▸ The task
This exercise calls for the line with "self.notify(effects, DELETED_ALL_NOTICE);", the line with "fn notify(&mut self, effects: &mut", and all lines between them in the material below, output exactly and with no other lines.
Provided information Block Start
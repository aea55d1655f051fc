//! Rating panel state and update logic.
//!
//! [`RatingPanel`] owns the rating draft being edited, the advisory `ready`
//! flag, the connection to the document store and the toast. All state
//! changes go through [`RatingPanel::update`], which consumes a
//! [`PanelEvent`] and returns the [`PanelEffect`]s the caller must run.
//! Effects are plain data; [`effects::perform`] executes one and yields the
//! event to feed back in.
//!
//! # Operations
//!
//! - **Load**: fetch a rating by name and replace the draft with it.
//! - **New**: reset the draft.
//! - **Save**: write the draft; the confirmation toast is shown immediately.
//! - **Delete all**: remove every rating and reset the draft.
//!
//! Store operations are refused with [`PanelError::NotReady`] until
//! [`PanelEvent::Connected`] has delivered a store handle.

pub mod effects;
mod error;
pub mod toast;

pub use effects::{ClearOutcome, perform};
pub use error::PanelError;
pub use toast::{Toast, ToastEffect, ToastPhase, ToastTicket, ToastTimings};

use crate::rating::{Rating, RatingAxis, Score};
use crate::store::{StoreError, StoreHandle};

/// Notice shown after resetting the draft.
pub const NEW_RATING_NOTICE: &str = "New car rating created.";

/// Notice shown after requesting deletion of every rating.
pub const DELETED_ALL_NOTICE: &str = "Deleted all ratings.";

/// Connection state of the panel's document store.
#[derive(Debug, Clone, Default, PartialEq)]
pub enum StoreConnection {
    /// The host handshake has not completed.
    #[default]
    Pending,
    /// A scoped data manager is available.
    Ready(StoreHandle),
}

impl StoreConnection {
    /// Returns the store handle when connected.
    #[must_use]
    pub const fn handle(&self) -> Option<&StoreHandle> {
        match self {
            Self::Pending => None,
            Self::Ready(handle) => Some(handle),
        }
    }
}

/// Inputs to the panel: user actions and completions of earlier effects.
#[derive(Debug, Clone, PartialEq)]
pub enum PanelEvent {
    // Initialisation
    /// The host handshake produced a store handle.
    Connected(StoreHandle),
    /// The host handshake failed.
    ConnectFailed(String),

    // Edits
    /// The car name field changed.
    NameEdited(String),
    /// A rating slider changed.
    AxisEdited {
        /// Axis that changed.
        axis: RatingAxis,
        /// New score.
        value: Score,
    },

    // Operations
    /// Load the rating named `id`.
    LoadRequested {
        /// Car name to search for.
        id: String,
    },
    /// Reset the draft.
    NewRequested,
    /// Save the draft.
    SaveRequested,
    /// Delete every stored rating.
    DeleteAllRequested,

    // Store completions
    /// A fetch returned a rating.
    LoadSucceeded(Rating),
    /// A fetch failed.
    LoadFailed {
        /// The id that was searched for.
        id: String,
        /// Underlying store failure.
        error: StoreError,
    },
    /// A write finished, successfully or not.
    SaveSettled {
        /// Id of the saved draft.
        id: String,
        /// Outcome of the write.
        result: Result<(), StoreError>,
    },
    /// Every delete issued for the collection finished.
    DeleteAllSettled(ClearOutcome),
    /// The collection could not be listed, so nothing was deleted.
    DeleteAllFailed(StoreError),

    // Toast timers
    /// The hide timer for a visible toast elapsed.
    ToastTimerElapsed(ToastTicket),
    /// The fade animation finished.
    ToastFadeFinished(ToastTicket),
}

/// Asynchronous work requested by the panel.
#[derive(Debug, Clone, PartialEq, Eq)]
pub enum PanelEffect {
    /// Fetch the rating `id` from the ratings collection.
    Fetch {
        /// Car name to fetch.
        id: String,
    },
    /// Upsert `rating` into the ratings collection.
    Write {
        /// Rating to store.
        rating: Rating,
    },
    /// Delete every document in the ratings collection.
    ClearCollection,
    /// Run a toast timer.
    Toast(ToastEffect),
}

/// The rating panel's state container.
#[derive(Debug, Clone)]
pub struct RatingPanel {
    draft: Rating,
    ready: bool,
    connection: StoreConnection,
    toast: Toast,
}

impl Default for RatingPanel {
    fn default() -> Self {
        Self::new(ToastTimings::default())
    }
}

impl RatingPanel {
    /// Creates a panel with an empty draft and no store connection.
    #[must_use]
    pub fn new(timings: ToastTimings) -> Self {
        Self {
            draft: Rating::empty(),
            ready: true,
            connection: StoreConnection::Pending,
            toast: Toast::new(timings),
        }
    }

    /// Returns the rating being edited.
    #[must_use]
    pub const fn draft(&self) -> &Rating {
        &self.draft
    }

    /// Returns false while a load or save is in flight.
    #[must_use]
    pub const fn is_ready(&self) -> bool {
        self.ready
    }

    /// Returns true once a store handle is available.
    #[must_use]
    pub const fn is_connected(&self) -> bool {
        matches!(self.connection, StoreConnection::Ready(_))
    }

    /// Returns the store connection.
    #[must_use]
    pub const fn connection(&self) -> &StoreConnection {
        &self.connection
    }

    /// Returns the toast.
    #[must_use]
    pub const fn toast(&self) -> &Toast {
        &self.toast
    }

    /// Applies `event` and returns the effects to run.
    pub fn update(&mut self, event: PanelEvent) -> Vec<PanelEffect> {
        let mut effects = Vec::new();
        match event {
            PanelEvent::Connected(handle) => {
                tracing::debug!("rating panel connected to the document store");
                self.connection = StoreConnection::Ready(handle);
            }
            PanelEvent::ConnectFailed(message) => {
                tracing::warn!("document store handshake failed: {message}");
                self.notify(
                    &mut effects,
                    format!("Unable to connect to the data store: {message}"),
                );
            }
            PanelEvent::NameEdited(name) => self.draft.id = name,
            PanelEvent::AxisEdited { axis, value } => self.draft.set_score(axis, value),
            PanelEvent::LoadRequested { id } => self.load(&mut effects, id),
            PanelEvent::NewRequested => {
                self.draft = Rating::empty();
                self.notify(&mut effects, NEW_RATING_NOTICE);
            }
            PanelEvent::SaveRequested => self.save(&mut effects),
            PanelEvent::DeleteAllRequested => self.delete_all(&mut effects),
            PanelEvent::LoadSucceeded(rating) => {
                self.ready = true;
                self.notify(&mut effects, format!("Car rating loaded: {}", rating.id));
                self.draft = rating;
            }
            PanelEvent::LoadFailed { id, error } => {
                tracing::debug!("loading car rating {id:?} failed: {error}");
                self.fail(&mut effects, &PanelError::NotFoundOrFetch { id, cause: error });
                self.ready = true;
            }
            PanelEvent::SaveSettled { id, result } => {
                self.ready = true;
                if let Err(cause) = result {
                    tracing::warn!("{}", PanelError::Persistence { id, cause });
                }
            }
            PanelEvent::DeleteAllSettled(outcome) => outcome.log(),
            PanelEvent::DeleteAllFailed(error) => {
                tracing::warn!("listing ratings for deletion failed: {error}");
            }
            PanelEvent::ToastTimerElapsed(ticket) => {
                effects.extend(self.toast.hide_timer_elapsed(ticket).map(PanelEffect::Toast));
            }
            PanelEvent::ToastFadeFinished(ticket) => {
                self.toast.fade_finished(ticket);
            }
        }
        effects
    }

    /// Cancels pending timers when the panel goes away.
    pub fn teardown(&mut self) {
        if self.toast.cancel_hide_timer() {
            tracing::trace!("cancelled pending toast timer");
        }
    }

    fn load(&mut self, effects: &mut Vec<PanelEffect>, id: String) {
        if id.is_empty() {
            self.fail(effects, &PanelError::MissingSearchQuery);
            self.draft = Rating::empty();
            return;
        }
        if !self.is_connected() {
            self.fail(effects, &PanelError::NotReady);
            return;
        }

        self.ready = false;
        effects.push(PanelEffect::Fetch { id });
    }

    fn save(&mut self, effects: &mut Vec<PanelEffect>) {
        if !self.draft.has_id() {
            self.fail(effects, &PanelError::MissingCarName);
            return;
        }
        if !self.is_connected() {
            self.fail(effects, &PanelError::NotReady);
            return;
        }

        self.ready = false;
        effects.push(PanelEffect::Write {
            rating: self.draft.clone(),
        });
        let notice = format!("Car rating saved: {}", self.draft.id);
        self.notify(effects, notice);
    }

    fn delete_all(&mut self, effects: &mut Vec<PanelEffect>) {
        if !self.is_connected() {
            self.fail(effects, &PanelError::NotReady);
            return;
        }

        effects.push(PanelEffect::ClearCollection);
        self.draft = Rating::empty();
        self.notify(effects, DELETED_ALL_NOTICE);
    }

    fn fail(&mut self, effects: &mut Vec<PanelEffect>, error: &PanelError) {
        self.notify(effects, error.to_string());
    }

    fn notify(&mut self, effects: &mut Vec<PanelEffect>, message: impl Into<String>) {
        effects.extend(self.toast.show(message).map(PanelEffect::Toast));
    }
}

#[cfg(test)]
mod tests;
Provided information Block End
▸ Answer box
        self.notify(effects, DELETED_ALL_NOTICE);
    }

    fn fail(&mut self, effects: &mut Vec<PanelEffect>, error: &PanelError) {
        self.notify(effects, error.to_string());
    }

    fn notify(&mut self, effects: &mut Vec<PanelEffect>, message: impl Into<String>) {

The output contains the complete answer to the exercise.